In our two recently published articles, we investigated the effects of Tween 80, sodium lignosulfonate (LS), sodium dodecyl sulfate (SDS), and rhamnolipid (RL) on the co-conversion of endogenous carbon (C) and nitrogen (N) of dairy wastewater in the hydrolytic acidification coupled microalgae culture system. Although the effects of surfactants on the microalgae (Chlorella pyrenoidosa) growth from the perspective of enhancing the accumulation of the volatile fatty acids (VFAs) were investigated, the question regarding the effect of surfactants themselves on microalgae growth and mechanism remains to be addressed. In this work, we extend our discussion to clearly demonstrate the effects of these four surfactants on microalgae growth, nutrient removal, and the output of the culture system in artificial hydrolysis-acidification liquor (HAL). Furthermore, de novo transcriptome profiling and the metabolic pathway analysis of C. pyrenoidosa cells in response to these four surfactants were also performed. The results showed that SDS inhibited while the other three surfactants promoted microalgae growth (promotion order of dry weight: Tween 80 > RL > LS).

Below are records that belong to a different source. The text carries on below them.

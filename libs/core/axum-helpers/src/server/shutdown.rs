use std::sync::Arc;
use std::sync::atomic::{AtomicBool, Ordering};
use tokio::signal;
use tokio::sync::broadcast;
use tracing::{error, info};

/// Broadcasts a single shutdown notification to every subscriber.
#[derive(Clone)]
pub struct ShutdownCoordinator {
    tx: broadcast::Sender<()>,
    shutdown_initiated: Arc<AtomicBool>,
}

impl ShutdownCoordinator {
    pub fn new() -> (Self, broadcast::Receiver<()>) {
        let (tx, rx) = broadcast::channel(1);
        let coordinator = Self {
            tx,
            shutdown_initiated: Arc::new(AtomicBool::new(false)),
        };
        (coordinator, rx)
    }

    pub fn subscribe(&self) -> broadcast::Receiver<()> {
        self.tx.subscribe()
    }

    pub fn is_shutting_down(&self) -> bool {
        self.shutdown_initiated.load(Ordering::Relaxed)
    }

    /// Notify subscribers; later calls are no-ops
    pub fn shutdown(&self) {
        if self
            .shutdown_initiated
            .compare_exchange(false, true, Ordering::SeqCst, Ordering::SeqCst)
            .is_ok()
        {
            info!("Initiating graceful shutdown");
            let _ = self.tx.send(());
        }
    }

    /// Block until SIGINT or SIGTERM arrives, then call [`Self::shutdown`]
    pub async fn wait_for_signal(&self) {
        let ctrl_c = async {
            if let Err(e) = signal::ctrl_c().await {
                error!("Failed to listen for Ctrl+C: {}", e);
                std::future::pending::<()>().await;
            }
        };

        #[cfg(unix)]
        let terminate = async {
            match signal::unix::signal(signal::unix::SignalKind::terminate()) {
                Ok(mut sigterm) => {
                    sigterm.recv().await;
                }
                Err(e) => {
                    error!("Failed to install SIGTERM handler: {}", e);
                    std::future::pending::<()>().await;
                }
            }
        };

        #[cfg(not(unix))]
        let terminate = std::future::pending::<()>();

        tokio::select! {
            _ = ctrl_c => {
                info!("Received SIGINT (Ctrl+C), initiating graceful shutdown");
            },
            _ = terminate => {
                info!("Received SIGTERM, initiating graceful shutdown");
            },
        }

        self.shutdown();
    }
}

impl Default for ShutdownCoordinator {
    fn default() -> Self {
        Self::new().0
    }
}
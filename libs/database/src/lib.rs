//! Database connectors and shared utilities.
//!
//! # Features
//!
//! - `mongodb` (default) - MongoDB client setup, health checks
//! - `config` - `core_config::FromEnv` support for [`mongodb::MongoConfig`]
//!
//! # Example
//!
//! ```ignore
//! use database::mongodb::{MongoConfig, connect_from_config_with_retry};
//!
//! let config = MongoConfig::with_database("mongodb://localhost:27017", "directory");
//! let client = connect_from_config_with_retry(&config, None).await?;
//! let db = client.database(config.database());
//! ```

pub mod common;

#[cfg(feature = "mongodb")]
pub mod mongodb;

pub use common::{DatabaseError, DatabaseResult};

The maximum ammonia nitrogen removal rate followed Tween 80 80.90 % > RL 78.32 % > LS 75.23 % > control 67.08 % > SDS 34.74 %. Surfactants enhanced the C assimilation followed Tween 80 > RL ≈ LS > control. Tween 80, RL, and LS treatment groups achieved higher yield of protein, carbohydrates, and lipid. The differential transcriptome analysis revealed that the number of down-regulated differential expression of unigenes (DEUs) more than that of up-regulated in SDS group, while the opposite was true for the other 3 surfactants. KEGG enrichment analysis revealed that Tween 80 mainly affects lipid metabolism in the early stage of microalgae growth, RL mainly affects lipid metabolism and membrane transport, SDS mainly affects energy metabolism, lipid metabolism, and transport and catabolism, while no DEUs significant enriched KEGG in LS group.